You can find peanut powder next to the peanut butter in a regular grocery store. I also recommend Oliver Farm in Pitts, Georgia They produce lovely cold-pressed oils and utilize the spent meal of some of the presses as flours, including peanut flour. Peanut powder and flour are pretty much the same things. The commercial product is a slightly finer grind.

Commerical or artisan, the peanut powder thickens the mixture and it’s as dark, rich, and creamy as can be. It has become my absolute GO-TO dessert for after supper with a sliced apple or bananas. It feels so decadent and indulgent. I know you are going to love it.
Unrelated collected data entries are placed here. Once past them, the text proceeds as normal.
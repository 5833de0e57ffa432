//! Audio/video playback synchronization and scheduling engine.
//!
//! A [`Player`] owns one demux thread, one decode thread per open stream, and a
//! refresh thread pacing video against the master clock. Demuxing, decoding, and
//! output are delegated to the collaborators in [`Collaborators`].

pub mod accurate_seek;
pub mod audio_render;
mod audio_thread;
pub mod buffering;
pub mod clock;
pub mod codec;
pub mod config;
pub mod decoder;
pub mod frame_queue;
pub mod media;
pub mod message;
pub mod packet_queue;
mod player;
mod read_thread;
pub mod refresh;
pub mod sink;
pub mod source;
mod state;
pub mod status;
mod subtitle_thread;
mod video_thread;

#[cfg(test)]
pub(crate) mod testing;

pub use audio_render::AudioRenderer;
pub use avsync_types;
pub use avsync_types::{EndReason, EngineStatus, MediaType, Message, PropertyId, PropertyValue, SyncType};
pub use codec::{Codec, CodecError, CodecFactory, ReceiveStatus, SendStatus};
pub use config::{EngineConfig, ReorderPolicy};
pub use media::{AudioBuffer, Frame, FramePayload, Packet, PacketFlags, Picture, PixelFormat, Rational, StreamInfo, SubtitleContent, SubtitleEvent};
pub use message::MessageReceiver;
pub use player::Player;
pub use sink::{AudioOutput, AudioParams, OverlayHandle, SubtitleSink, VideoSink};
pub use source::{Interrupt, MediaSource, ReadError, SeekTarget, SourceOpener};
pub use state::Collaborators;
pub use video_thread::VideoPicture;
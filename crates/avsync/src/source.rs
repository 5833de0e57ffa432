//! Demux boundary: a media source yields packets and honours seeks.

use std::sync::Arc;
use std::sync::atomic::{AtomicBool, Ordering};

use crate::media::{Packet, StreamInfo};

/// Why [`MediaSource::read_packet`] produced no packet.
#[derive(Debug)]
pub enum ReadError {
    /// Clean end of input.
    Eof,
    /// Nothing available right now; try again shortly.
    Again,
    /// The read was interrupted by [`Interrupt`].
    Exit,
    /// Transport or container failure.
    Io(anyhow::Error),
}

/// Seek window in microseconds; the source lands anywhere inside `min..=max`,
/// preferably at the last keyframe at or before `target`.
#[derive(Clone, Copy, Debug, PartialEq, Eq)]
pub struct SeekTarget {
    pub min: i64,
    pub target: i64,
    pub max: i64,
    /// Interpret the values as byte offsets.
    pub by_bytes: bool,
}

/// Cooperative cancellation flag handed to blocking source operations.
#[derive(Clone, Debug, Default)]
pub struct Interrupt(Arc<AtomicBool>);

impl Interrupt {
    pub fn is_set(&self) -> bool {
        self.0.load(Ordering::Acquire)
    }

    pub(crate) fn set(&self) {
        self.0.store(true, Ordering::Release);
    }

    pub(crate) fn clear(&self) {
        self.0.store(false, Ordering::Release);
    }
}

/// An opened, demuxable input.
pub trait MediaSource: Send {
    /// Container name, for logs and notifications.
    fn format_name(&self) -> &str;

    fn streams(&self) -> &[StreamInfo];

    /// Reads ahead to fill in stream parameters.
    fn find_stream_info(&mut self) -> anyhow::Result<()> {
        Ok(())
    }

    fn read_packet(&mut self) -> Result<Packet, ReadError>;

    fn seek(&mut self, target: SeekTarget) -> anyhow::Result<()>;

    /// Total duration in microseconds.
    fn duration_us(&self) -> Option<i64>;

    /// Container start time in microseconds.
    fn start_time_us(&self) -> Option<i64> {
        None
    }

    /// Container bit rate in bits per second, 0 when unknown.
    fn bit_rate(&self) -> u64 {
        0
    }

    /// Live sources that cannot be paced from the reader side.
    fn is_realtime(&self) -> bool {
        false
    }

    /// Timestamps may wrap or jump; prefer byte seeking.
    fn has_discontinuous_timestamps(&self) -> bool {
        false
    }
}

/// Opens sources by URI.
pub trait SourceOpener: Send + Sync {
    fn open(&self, uri: &str, interrupt: Interrupt) -> anyhow::Result<Box<dyn MediaSource>>;
}
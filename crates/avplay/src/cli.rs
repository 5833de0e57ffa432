//! Command-line interface definitions.
//!
//! Only `clap` argument types live here; the rest of the binary consumes [`Args`].

use std::path::PathBuf;

use clap::{Parser, Subcommand};

#[derive(Parser, Debug)]
#[command(name = "avplay", version)]
pub struct Args {
    #[command(subcommand)]
    pub cmd: Option<Command>,

    /// List output devices and exit
    #[arg(long)]
    pub list_devices: bool,

    /// Use a specific output device by substring match
    #[arg(long)]
    pub device: Option<String>,

    /// Engine tuning file (TOML); unset keys keep their defaults
    #[arg(long)]
    pub config: Option<PathBuf>,
}

#[derive(Subcommand, Debug)]
pub enum Command {
    /// Play a local file through the sync engine
    Play {
        /// Path to the media file
        path: PathBuf,

        /// Start position in milliseconds
        #[arg(long)]
        seek: Option<i64>,

        /// Decode and discard up to the exact seek target
        #[arg(long)]
        accurate_seek: bool,

        /// Times to play the file, 0 loops forever
        #[arg(long = "loop")]
        loop_count: Option<u32>,

        /// Playback rate (1.0 is normal speed)
        #[arg(long)]
        rate: Option<f32>,

        /// Output volume in 0.0..=1.0
        #[arg(long)]
        volume: Option<f32>,

        /// Print engine notifications as JSON lines on stdout
        #[arg(long)]
        json: bool,
    },
}
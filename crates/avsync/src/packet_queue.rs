//! Thread-safe FIFO of compressed packets for one stream.
//!
//! Every entry is tagged with the queue's serial at insertion time. A flush or a
//! discontinuity bumps the serial, which marks everything a consumer already holds
//! as stale without any cross-thread cancellation:
//! - demux thread → `put`
//! - decode thread → `get` (blocking)
//! - clocks read the serial lock-free through [`PacketQueue::serial_handle`]

use std::collections::VecDeque;
use std::sync::atomic::{AtomicBool, AtomicU64, Ordering};
use std::sync::{Arc, Condvar, Mutex, MutexGuard, PoisonError};

use crate::media::Packet;

/// A packet together with the serial it was queued under.
#[derive(Clone, Debug)]
pub struct QueuedPacket {
    pub packet: Packet,
    pub serial: u64,
}

/// Result of [`PacketQueue::get`].
#[derive(Debug)]
pub enum QueueGet {
    Packet(QueuedPacket),
    /// Non-blocking get on an empty queue.
    Empty,
    /// The queue was aborted; terminal.
    Aborted,
}

/// Occupancy counters of a queue.
#[derive(Clone, Copy, Debug, Default, PartialEq, Eq)]
pub struct QueueStats {
    pub packets: usize,
    pub bytes: usize,
    /// Sum of packet durations in stream time base units.
    pub duration: i64,
}

struct Inner {
    items: VecDeque<QueuedPacket>,
    bytes: usize,
    duration: i64,
    abort: bool,
}

pub struct PacketQueue {
    name: &'static str,
    inner: Mutex<Inner>,
    cond: Condvar,
    serial: Arc<AtomicU64>,
    aborted: AtomicBool,
}

impl PacketQueue {
    /// Creates an aborted queue; call [`PacketQueue::start`] before use.
    pub fn new(name: &'static str) -> Self {
        Self {
            name,
            inner: Mutex::new(Inner {
                items: VecDeque::new(),
                bytes: 0,
                duration: 0,
                abort: true,
            }),
            cond: Condvar::new(),
            serial: Arc::new(AtomicU64::new(0)),
            aborted: AtomicBool::new(true),
        }
    }

    fn lock(&self) -> MutexGuard<'_, Inner> {
        self.inner.lock().unwrap_or_else(PoisonError::into_inner)
    }

    pub fn name(&self) -> &'static str {
        self.name
    }

    /// Clears the abort flag and opens a new generation.
    pub fn start(&self) {
        let mut g = self.lock();
        g.abort = false;
        self.aborted.store(false, Ordering::Release);
        let serial = self.serial.fetch_add(1, Ordering::AcqRel) + 1;
        tracing::debug!(queue = self.name, serial, "packet queue started");
    }

    /// Sets the abort flag and wakes every waiter.
    pub fn abort(&self) {
        let mut g = self.lock();
        g.abort = true;
        self.aborted.store(true, Ordering::Release);
        self.cond.notify_all();
    }

    pub fn is_aborted(&self) -> bool {
        self.aborted.load(Ordering::Acquire)
    }

    /// Appends a packet; returns `false` (dropping it) if the queue is aborted.
    pub fn put(&self, packet: Packet) -> bool {
        let mut g = self.lock();
        if g.abort {
            return false;
        }
        let serial = self.serial.load(Ordering::Acquire);
        g.bytes += packet.size();
        g.duration += packet.duration;
        g.items.push_back(QueuedPacket { packet, serial });
        self.cond.notify_one();
        true
    }

    /// Appends a drain marker for `stream_index`.
    pub fn put_null(&self, stream_index: usize) -> bool {
        self.put(Packet::null(stream_index))
    }

    /// Pops the oldest packet, waiting for one when `block` is set.
    pub fn get(&self, block: bool) -> QueueGet {
        let mut g = self.lock();
        loop {
            if g.abort {
                return QueueGet::Aborted;
            }
            if let Some(item) = g.items.pop_front() {
                g.bytes -= item.packet.size();
                g.duration -= item.packet.duration;
                return QueueGet::Packet(item);
            }
            if !block {
                return QueueGet::Empty;
            }
            g = self.cond.wait(g).unwrap_or_else(PoisonError::into_inner);
        }
    }

    /// Drops every queued packet and opens a new generation.
    pub fn flush(&self) {
        let mut g = self.lock();
        g.items.clear();
        g.bytes = 0;
        g.duration = 0;
        let serial = self.serial.fetch_add(1, Ordering::AcqRel) + 1;
        tracing::debug!(queue = self.name, serial, "packet queue flushed");
    }

    /// Opens a new generation without dropping queued packets.
    ///
    /// Packets queued from now on carry the new serial; the ones already queued keep
    /// their old tag and are discarded by their consumer.
    pub fn bump_serial(&self) -> u64 {
        let _g = self.lock();
        let serial = self.serial.fetch_add(1, Ordering::AcqRel) + 1;
        tracing::debug!(queue = self.name, serial, "packet queue discontinuity");
        serial
    }

    pub fn serial(&self) -> u64 {
        self.serial.load(Ordering::Acquire)
    }

    /// Shared view of the serial for clocks.
    pub fn serial_handle(&self) -> Arc<AtomicU64> {
        self.serial.clone()
    }

    pub fn stats(&self) -> QueueStats {
        let g = self.lock();
        QueueStats {
            packets: g.items.len(),
            bytes: g.bytes,
            duration: g.duration,
        }
    }

    pub fn len(&self) -> usize {
        self.lock().items.len()
    }

    pub fn is_empty(&self) -> bool {
        self.len() == 0
    }

    pub fn bytes(&self) -> usize {
        self.lock().bytes
    }

    pub fn duration(&self) -> i64 {
        self.lock().duration
    }
}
On a side note, the Oliver Farm flours are actually a side product of the artisan cold-pressed oils make. I love their oils! Oils are high in fat, calories, and points no matter which way you pour them so my plan is to use them wisely on really nice ingredients. I always have bottles of their sesame, peanut, okra, sunflower, and pecan oil in my fridge. 


Skinny Chocolate Dipping Sauce


Fresh Start

I have included this recipe in my most recent project, Fresh Start: Cooking with Virginia, My Real Life Guide to Healthy Eating and Losing Weight. It’s an e-booklet and print-on-demand. It’s a collection of 20 recipes and non-recipes, the majority of which have not been seen on this blog and were developed especially for the book. Well, developed. I mean it’s seriously what I eat on a daily basis. I am SO thrilled with the book’s reception — it’s a #1 New Release!!

Virginia Willis Fresh Start E-Book

Make Gratitude and Attitude!

Fresh Start is a very personal look at my life — a French-trained Southern chef and cookbook author. As many of you know, I realized  I needed to make changes for better health, took charge, and lost 60 pounds. I have never felt as good in my adult life, and that’s the truth. I created this little book to share with you my everyday tricks, tips, and techniques. I firmly believe you can eat good, delicious, wholesome food — and still indulge in decadent dishes on occasion. It’s possible to be healthy and strong, lose weight, and not drive yourself crazy with long lists of foods you cannot have!

Thanks so much for reading. Heads up — you do not need a kindle to buy the book. I have Kindle for Mac and a Kindle App on my iphone. I may do this seasonally so please let me know what you think! And, if you give my (Skinny) Chocolate Dipping Sauce a try!

Bon Appétit, Y’all

Virginia Willis

Skinny Chocolate Dipping Sauce


Skinny Chocolate Dipping Sauce

Chocolate Dipping Sauce that is silky, rich, decadent -- and only 3 WW points for 8 luscious tablespoons? This dip was a revelation. It’s nearly point-free and yet it feels very indulgent. It is bold and deliciously bitter combination. Add confectioner's honey to sweeten, as desired, but give it a go on sweet apples like Honeycrisp and you may not need it.
One batch lasts about 4 days. Great for dipping fruit and as a fudge topping for Halo Ice Cream! I have used fancy cocoa powder, but I generally use Hershey’s Special Dark.
Prep Time5 minutes
Course: Dessert, Snack
Cuisine: American
Keyword: chocolate, chocolate dipping sauce, weight watcher recipe


  • 3 tablespoons dark chocolate cocoa powder
  • 3 tablespoons peanut powder
  • 9 tablespoons water
  • Apples or bananas ice cream if it’s serious, for serving


  • Combine cocoa, peanut powder, and water. Stir to combine. Serve with apples or bananas. Store in a sealable container in the refrigerator, up to 3 days.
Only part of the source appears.